=== TO DO ===
What number of lines in the entries hold the string "armed"? Answer with it alone.

--- DATA RECORDS Enclosed Below ---

//! Single-flight result cache with TTL.
//!
//! [`SingleFlightCache::getset`] guarantees that, for any key, at most one
//! producer runs at a time. The first caller to find a key absent (or
//! expired) becomes the *leader*: it parks a pending slot in the map, runs the
//! producer, and publishes the outcome. Callers arriving while the slot is
//! pending become *waiters* and receive a clone of whatever the leader
//! settles with, success or error.
//!
//! Lifecycle of a key: `Absent -> Pending -> Ready | Absent`. Failures are
//! never stored. A ready entry becomes absent again once its TTL elapses;
//! expiry is checked lazily on every read, and [`SingleFlightCache::spawn_sweeper`]
//! can reclaim memory in the background.
//!
//! If a leader is dropped before it settles (its request was cancelled), the
//! pending slot is removed and the waiters hold a fresh election, so one of
//! them runs the producer instead.

use std::collections::HashMap;
use std::future::Future;
use std::sync::atomic::{AtomicU64, Ordering};
use std::sync::{Arc, Mutex, MutexGuard};
use std::time::Duration;

use sha2::{Digest, Sha256};
use tokio::sync::watch;
use tokio::task::JoinHandle;

use crate::clock::{Clock, SystemClock};
use crate::telemetry::{CacheEvent, PolicyEvent, Telemetry};

/// TTL for LLM completions.
pub const COMPLETION_TTL: Duration = Duration::from_secs(30 * 24 * 3600);
/// TTL for search results.
pub const SEARCH_TTL: Duration = Duration::from_secs(24 * 3600);

type Settled<V, E> = Option<Result<V, E>>;

enum Slot<V, E> {
    Ready { value: V, expires_at: u64 },
    Pending { id: u64, rx: watch::Receiver<Settled<V, E>> },
}

enum Election<V, E> {
    Hit(V),
    Follow(watch::Receiver<Settled<V, E>>),
    Lead { id: u64, tx: watch::Sender<Settled<V, E>> },
}

/// Keyed TTL cache whose `getset` collapses concurrent computations.
pub struct SingleFlightCache<V, E> {
    slots: Mutex<HashMap<String, Slot<V, E>>>,
    clock: Arc<dyn Clock>,
    telemetry: Telemetry,
    next_id: AtomicU64,
}

impl<V, E> std::fmt::Debug for SingleFlightCache<V, E> {
    fn fmt(&self, f: &mut std::fmt::Formatter<'_>) -> std::fmt::Result {
        f.debug_struct("SingleFlightCache").field("clock", &self.clock).finish_non_exhaustive()
    }
}

impl<V, E> Default for SingleFlightCache<V, E>
where
    V: Clone + Send + Sync + 'static,
    E: Clone + Send + Sync + 'static,
{
    fn default() -> Self {
        Self::new()
    }
}

impl<V, E> SingleFlightCache<V, E>
where
    V: Clone + Send + Sync + 'static,
    E: Clone + Send + Sync + 'static,
{
    pub fn new() -> Self {
        Self::with_clock(Arc::new(SystemClock))
    }

    pub fn with_clock(clock: Arc<dyn Clock>) -> Self {
        Self {
            slots: Mutex::new(HashMap::new()),
            clock,
            telemetry: Telemetry::log(),
            next_id: AtomicU64::new(0),
        }
    }

    pub fn with_telemetry(mut self, telemetry: Telemetry) -> Self {
        self.telemetry = telemetry;
        self
    }

    fn lock(&self) -> MutexGuard<'_, HashMap<String, Slot<V, E>>> {
        self.slots.lock().unwrap_or_else(|p| p.into_inner())
    }

    fn expiry(&self, ttl: Duration) -> u64 {
        let ttl_ms = u64::try_from(ttl.as_millis()).unwrap_or(u64::MAX);
        self.clock.now_millis().saturating_add(ttl_ms)
    }

    /// Live value for `key`, if any. Pending computations read as absent.
    pub fn get(&self, key: &str) -> Option<V> {
        let now = self.clock.now_millis();
        match self.lock().get(key) {
            Some(Slot::Ready { value, expires_at }) if now < *expires_at => Some(value.clone()),
            _ => None,
        }
    }

    /// Store `value` unconditionally, resetting its expiry.
    pub fn set(&self, key: &str, value: V, ttl: Duration) {
        let expires_at = self.expiry(ttl);
        self.lock().insert(key.to_string(), Slot::Ready { value, expires_at });
    }

    /// Return the live value for `key`, or compute it with `producer`.
    ///
    /// Concurrent callers for the same key share one producer invocation and
    /// all observe its outcome. Errors are handed to every waiter and are not
    /// cached.
    pub async fn getset<F, Fut>(&self, key: &str, ttl: Duration, producer: F) -> Result<V, E>
    where
        F: FnOnce() -> Fut,
        Fut: Future<Output = Result<V, E>>,
    {
        let (id, tx) = loop {
            match self.elect(key) {
                Election::Hit(value) => {
                    self.emit(CacheEvent::Hit { key: key.to_string() }).await;
                    return Ok(value);
                }
                Election::Follow(mut rx) => {
                    self.emit(CacheEvent::Joined { key: key.to_string() }).await;
                    let settled = rx.wait_for(Option::is_some).await.map(|s| s.clone());
                    match settled {
                        Ok(Some(result)) => return result,
                        // leader went away without settling; run a new election
                        _ => continue,
                    }
                }
                Election::Lead { id, tx } => break (id, tx),
            }
        };

        let mut guard = PendingGuard { slots: &self.slots, key, id, armed: true };
        tracing::debug!(key, "computing cache entry");
        let result = producer().await;

        {
            let mut slots = self.lock();
            let ours = matches!(slots.get(key), Some(Slot::Pending { id: pending, .. }) if *pending == id);
            match &result {
                Ok(value) => {
                    let expires_at = self.expiry(ttl);
                    slots.insert(key.to_string(), Slot::Ready { value: value.clone(), expires_at });
                }
                Err(_) if ours => {
                    slots.remove(key);
                }
                Err(_) => {}
            }
            guard.armed = false;
        }
        tx.send_replace(Some(result.clone()));

        let event = match &result {
            Ok(_) => CacheEvent::Stored { key: key.to_string(), ttl },
            Err(_) => CacheEvent::Failed { key: key.to_string() },
        };
        self.emit(event).await;
        result
    }

    fn elect(&self, key: &str) -> Election<V, E> {
        let now = self.clock.now_millis();
        let mut slots = self.lock();
        match slots.get(key) {
            Some(Slot::Ready { value, expires_at }) if now < *expires_at => {
                return Election::Hit(value.clone());
            }
            Some(Slot::Pending { rx, .. }) => return Election::Follow(rx.clone()),
            _ => {}
        }
        let id = self.next_id.fetch_add(1, Ordering::Relaxed);
        let (tx, rx) = watch::channel(None);
        slots.insert(key.to_string(), Slot::Pending { id, rx });
        Election::Lead { id, tx }
    }

    async fn emit(&self, event: CacheEvent) {
        self.telemetry.emit(PolicyEvent::Cache(event)).await;
    }

    /// Drop every expired entry. Returns how many were removed.
    pub fn purge_expired(&self) -> usize {
        let now = self.clock.now_millis();
        let mut slots = self.lock();
        let before = slots.len();
        slots.retain(|_, slot| match slot {
            Slot::Ready { expires_at, .. } => now < *expires_at,
            Slot::Pending { .. } => true,
        });
        before - slots.len()
    }

    /// Number of slots, pending computations included.
    pub fn len(&self) -> usize {
        self.lock().len()
    }

    pub fn is_empty(&self) -> bool {
        self.len() == 0
    }

    /// Purge expired entries every `interval` until `shutdown` flips to `true`
    /// or its sender is dropped.
    pub fn spawn_sweeper(
        self: Arc<Self>,
        interval: Duration,
        mut shutdown: watch::Receiver<bool>,
    ) -> JoinHandle<()> {
        tokio::spawn(async move {
            let mut ticker = tokio::time::interval(interval);
            ticker.set_missed_tick_behavior(tokio::time::MissedTickBehavior::Delay);
            loop {
                tokio::select! {
                    _ = ticker.tick() => {
                        let purged = self.purge_expired();
                        if purged > 0 {
                            tracing::debug!(purged, "swept expired cache entries");
                        }
                    }
                    changed = shutdown.changed() => {
                        if changed.is_err() || *shutdown.borrow() {
                            break;
                        }
                    }
                }
            }
        })
    }
}

/// Removes the leader's pending slot if the leader is dropped mid-computation.
struct PendingGuard<'a, V, E> {
    slots: &'a Mutex<HashMap<String, Slot<V, E>>>,
    key: &'a str,
    id: u64,
    armed: bool,
}

impl<V, E> Drop for PendingGuard<'_, V, E> {
    fn drop(&mut self) {
        if !self.armed {
            return;
        }
        let mut slots = self.slots.lock().unwrap_or_else(|p| p.into_inner());
        if matches!(slots.get(self.key), Some(Slot::Pending { id, .. }) if *id == self.id) {
            slots.remove(self.key);
        }
    }
}

/// Deterministic cache key: `prefix` followed by the hex SHA-256 of `material`.
pub fn hashed_key(prefix: &str, material: &str) -> String {
    let digest = Sha256::digest(material.as_bytes());
    format!("{}{}", prefix, hex::encode(digest))
}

--- End of Enclosed DATA RECORDS ---

=== ANSWER SECTION ===
4